======== DATA RECORDS

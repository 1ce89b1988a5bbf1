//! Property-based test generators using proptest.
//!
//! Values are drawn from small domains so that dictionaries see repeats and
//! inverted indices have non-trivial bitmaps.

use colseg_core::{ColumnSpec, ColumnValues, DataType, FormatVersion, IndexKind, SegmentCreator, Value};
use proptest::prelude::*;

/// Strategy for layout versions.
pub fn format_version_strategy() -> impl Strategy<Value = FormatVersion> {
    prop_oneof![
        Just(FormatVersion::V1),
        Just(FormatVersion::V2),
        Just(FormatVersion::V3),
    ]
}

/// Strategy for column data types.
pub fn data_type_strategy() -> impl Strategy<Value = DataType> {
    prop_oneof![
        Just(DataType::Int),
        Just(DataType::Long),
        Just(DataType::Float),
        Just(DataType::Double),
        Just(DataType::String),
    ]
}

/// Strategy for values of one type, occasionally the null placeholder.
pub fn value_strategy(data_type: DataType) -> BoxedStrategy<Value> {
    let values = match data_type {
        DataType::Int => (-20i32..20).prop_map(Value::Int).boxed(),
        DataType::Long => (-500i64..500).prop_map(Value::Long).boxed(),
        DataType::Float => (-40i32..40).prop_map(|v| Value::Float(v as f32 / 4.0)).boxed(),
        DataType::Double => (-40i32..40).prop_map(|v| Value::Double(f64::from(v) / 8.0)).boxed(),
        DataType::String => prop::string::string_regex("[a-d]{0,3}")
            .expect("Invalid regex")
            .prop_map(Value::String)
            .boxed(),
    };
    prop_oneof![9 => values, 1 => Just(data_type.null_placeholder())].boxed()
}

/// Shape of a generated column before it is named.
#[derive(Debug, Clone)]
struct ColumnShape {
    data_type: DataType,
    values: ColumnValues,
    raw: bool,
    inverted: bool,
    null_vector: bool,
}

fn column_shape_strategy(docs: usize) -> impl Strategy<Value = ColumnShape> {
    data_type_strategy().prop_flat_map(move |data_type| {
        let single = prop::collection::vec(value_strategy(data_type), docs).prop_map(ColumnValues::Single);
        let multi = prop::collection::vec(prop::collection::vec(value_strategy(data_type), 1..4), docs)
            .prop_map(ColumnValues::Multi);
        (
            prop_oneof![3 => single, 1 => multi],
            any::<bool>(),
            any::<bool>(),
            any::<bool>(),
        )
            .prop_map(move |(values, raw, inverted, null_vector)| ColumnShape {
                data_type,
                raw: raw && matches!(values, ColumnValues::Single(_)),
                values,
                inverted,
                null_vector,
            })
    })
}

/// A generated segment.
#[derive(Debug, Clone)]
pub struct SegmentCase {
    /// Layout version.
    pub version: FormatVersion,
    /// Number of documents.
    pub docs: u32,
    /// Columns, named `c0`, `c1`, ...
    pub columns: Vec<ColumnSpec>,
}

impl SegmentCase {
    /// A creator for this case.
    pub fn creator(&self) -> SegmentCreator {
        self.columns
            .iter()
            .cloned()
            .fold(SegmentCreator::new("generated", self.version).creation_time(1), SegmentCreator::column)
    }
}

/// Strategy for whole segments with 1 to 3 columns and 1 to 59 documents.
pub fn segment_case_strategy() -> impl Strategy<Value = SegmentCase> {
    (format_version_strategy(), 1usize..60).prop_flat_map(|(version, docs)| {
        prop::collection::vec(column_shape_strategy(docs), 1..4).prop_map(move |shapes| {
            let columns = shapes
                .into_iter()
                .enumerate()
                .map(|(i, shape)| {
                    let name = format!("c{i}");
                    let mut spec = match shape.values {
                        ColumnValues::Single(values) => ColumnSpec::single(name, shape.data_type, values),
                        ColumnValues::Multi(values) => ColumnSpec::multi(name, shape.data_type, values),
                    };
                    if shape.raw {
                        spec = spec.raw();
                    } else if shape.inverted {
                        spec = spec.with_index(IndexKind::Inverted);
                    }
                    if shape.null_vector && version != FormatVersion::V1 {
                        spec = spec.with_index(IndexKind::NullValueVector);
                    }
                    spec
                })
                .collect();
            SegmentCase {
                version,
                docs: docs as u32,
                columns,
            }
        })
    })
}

================
======== DATA RECORDS

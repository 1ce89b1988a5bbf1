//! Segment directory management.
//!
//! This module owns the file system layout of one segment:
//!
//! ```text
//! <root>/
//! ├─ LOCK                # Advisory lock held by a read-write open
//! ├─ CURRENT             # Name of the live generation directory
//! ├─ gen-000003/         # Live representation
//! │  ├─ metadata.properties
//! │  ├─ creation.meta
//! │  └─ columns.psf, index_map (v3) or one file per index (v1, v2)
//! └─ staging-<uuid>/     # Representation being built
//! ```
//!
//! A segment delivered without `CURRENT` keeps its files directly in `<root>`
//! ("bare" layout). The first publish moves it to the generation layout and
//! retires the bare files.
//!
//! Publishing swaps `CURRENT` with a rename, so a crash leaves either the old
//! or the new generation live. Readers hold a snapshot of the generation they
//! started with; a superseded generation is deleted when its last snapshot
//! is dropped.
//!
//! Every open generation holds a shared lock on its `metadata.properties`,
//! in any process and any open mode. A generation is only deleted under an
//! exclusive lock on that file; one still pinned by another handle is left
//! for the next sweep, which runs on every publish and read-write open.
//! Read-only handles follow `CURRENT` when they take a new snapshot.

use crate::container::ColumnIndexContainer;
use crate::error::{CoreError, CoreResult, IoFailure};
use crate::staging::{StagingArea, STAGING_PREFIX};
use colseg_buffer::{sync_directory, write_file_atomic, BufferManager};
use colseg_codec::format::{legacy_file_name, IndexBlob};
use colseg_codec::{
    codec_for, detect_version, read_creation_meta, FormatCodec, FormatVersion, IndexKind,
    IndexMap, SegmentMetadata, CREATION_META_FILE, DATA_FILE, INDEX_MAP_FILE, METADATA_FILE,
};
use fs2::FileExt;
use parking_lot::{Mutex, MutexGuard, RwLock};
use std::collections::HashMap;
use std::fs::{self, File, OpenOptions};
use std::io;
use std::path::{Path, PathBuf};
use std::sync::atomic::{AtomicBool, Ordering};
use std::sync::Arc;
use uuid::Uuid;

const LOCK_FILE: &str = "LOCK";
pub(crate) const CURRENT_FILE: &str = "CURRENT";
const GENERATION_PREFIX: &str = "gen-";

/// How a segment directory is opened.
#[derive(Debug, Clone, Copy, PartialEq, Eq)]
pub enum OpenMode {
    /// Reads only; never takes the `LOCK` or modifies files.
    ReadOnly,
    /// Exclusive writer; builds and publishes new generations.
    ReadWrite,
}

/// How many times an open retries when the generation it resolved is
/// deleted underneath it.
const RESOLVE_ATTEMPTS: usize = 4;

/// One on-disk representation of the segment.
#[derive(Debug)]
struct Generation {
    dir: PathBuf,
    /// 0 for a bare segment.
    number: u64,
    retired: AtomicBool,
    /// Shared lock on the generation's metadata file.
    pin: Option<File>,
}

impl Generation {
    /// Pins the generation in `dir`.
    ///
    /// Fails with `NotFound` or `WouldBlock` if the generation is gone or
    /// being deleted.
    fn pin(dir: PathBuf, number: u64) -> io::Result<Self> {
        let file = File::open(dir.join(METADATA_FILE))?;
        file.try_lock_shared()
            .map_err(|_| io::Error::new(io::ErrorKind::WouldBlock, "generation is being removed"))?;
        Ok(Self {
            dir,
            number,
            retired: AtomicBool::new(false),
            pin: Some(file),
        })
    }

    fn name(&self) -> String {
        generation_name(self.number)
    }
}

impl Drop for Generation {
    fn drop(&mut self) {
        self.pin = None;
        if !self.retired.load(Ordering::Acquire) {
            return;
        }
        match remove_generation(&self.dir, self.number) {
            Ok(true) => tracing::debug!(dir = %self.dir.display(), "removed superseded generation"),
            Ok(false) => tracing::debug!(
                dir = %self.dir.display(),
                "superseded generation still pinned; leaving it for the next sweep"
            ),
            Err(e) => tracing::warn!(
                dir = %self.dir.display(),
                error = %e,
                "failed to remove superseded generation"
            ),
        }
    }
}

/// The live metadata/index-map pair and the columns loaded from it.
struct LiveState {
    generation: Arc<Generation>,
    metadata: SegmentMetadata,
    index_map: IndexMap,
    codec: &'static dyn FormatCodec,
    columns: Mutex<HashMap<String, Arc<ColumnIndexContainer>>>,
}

================

#### [ASSIGNMENT]
Reproduce every line above that contains the string "CURRENT".

#### [EXERCISE ANSWER]
//! ├─ CURRENT             # Name of the live generation directory
//! A segment delivered without `CURRENT` keeps its files directly in `<root>`
//! Publishing swaps `CURRENT` with a rename, so a crash leaves either the old
//! Read-only handles follow `CURRENT` when they take a new snapshot.
pub(crate) const CURRENT_FILE: &str = "CURRENT";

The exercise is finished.